▸ Data records:
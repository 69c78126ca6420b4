//! Run-once memoization.
//!
//! `Memo` is a strict, non-reactive cache: the computation runs at most
//! once successfully, on first access, and the result is returned forever
//! after. A computation that panics leaves the memo uncached, and the next
//! access retries it. `Memo` is completely independent of dependency
//! tracking; reading a memo inside an effect creates no subscription, and
//! signal changes never invalidate it. For a derived value that stays in
//! sync, use `computed` instead.

use std::fmt::Debug;
use std::sync::{Mutex, OnceLock};

/// A lazily computed, permanently cached value.
pub struct Memo<T> {
    /// The computation, dropped after its first successful run. `FnMut` so
    /// it can be put back and retried if it panics; a `Mutex` because the
    /// boxed closure is `Send` but not `Sync`.
    compute: Mutex<Option<Box<dyn FnMut() -> T + Send>>>,

    /// The cached result.
    value: OnceLock<T>,
}

/// Create a run-once cache around an expensive computation.
///
/// # Example
///
/// ```rust,ignore
/// let table = memo(|| build_lookup_table());
/// let a = table.get(); // computes
/// let b = table.get(); // cached
/// ```
pub fn memo<T, F>(f: F) -> Memo<T>
where
    T: Clone,
    F: FnMut() -> T + Send + 'static,
{
    Memo::new(f)
}

impl<T> Memo<T>
where
    T: Clone,
{
    /// Create a new memo. The computation does not run until first access.
    pub fn new<F>(f: F) -> Self
    where
        F: FnMut() -> T + Send + 'static,
    {
        Self {
            compute: Mutex::new(Some(Box::new(f))),
            value: OnceLock::new(),
        }
    }

    /// Get the value, computing it on the first call.
    ///
    /// A panicking computation propagates and leaves the memo uncached;
    /// the next call runs it again. The computation is taken out of its
    /// slot while it runs, so it does not poison the slot's lock, and is
    /// put back on the panic path.
    pub fn get(&self) -> T {
        if let Some(value) = self.value.get() {
            return value.clone();
        }

        let mut compute = self
            .compute
            .lock()
            .expect("compute lock poisoned")
            .take()
            .expect("recursive memo initialization");
        let result = std::panic::catch_unwind(std::panic::AssertUnwindSafe(|| compute()));
        match result {
            Ok(value) => self.value.get_or_init(|| value).clone(),
            Err(payload) => {
                *self.compute.lock().expect("compute lock poisoned") = Some(compute);
                std::panic::resume_unwind(payload)
            }
        }
    }

    /// Check whether the value has been computed yet.
    pub fn has_value(&self) -> bool {
        self.value.get().is_some()
    }
}

impl<T> Debug for Memo<T>
where
    T: Clone + Debug,
{
    fn fmt(&self, f: &mut std::fmt::Formatter<'_>) -> std::fmt::Result {
        f.debug_struct("Memo")
            .field("value", &self.value.get())
            .finish()
    }
}
//! Reactive Primitives
//!
//! This module implements the core reactive system: signals, computed
//! signals, and effects, plus the ambient runtime that connects them.
//!
//! # Concepts
//!
//! ## Signals
//!
//! A Signal is a container for mutable state. When a signal's value is read
//! while an effect is executing, the signal registers that effect as a
//! subscriber. When the value changes, all subscribers are notified.
//!
//! ## Effects
//!
//! An Effect is a side-effecting computation that re-runs whenever any
//! signal it read on its most recent execution changes. Effects synchronize
//! reactive state with the outside world.
//!
//! ## Computed signals
//!
//! A Computed is a signal whose value is derived from other signals and
//! kept in sync by an internal effect. It recomputes only when one of its
//! own dependencies changes.
//!
//! ## Batches and scopes
//!
//! `batch` defers and coalesces notifications until the outermost batch
//! exits, so each subscriber runs at most once per batch. `root` collects
//! the disposers of effects created inside it, releasing them as a unit.
//!
//! # Implementation Notes
//!
//! Dependency detection is implicit: a thread-local runtime records which
//! effect is currently executing, and signal reads consult it. This
//! approach ("automatic dependency tracking") is the one used by SolidJS,
//! Vue 3, and Leptos. All ambient state for one thread lives in a single
//! runtime value, so independent threads host independent reactive graphs.

mod computed;
mod effect;
mod memo;
mod runtime;
mod scope;
mod signal;
mod subscriber;

pub use computed::{computed, Computed};
pub use effect::{effect, on, on_cleanup, Effect};
pub use memo::{memo, Memo};
pub use runtime::{batch, untrack, Runtime};
pub use scope::{root, ScopeDisposer};
pub use signal::{signal, store, Readable, Signal, SignalKind, Subscription};
pub use subscriber::SubscriberId;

▸ To do:
Looking through the data above, count the lines that include the string "after" and give only the count.

▸ Your response:
2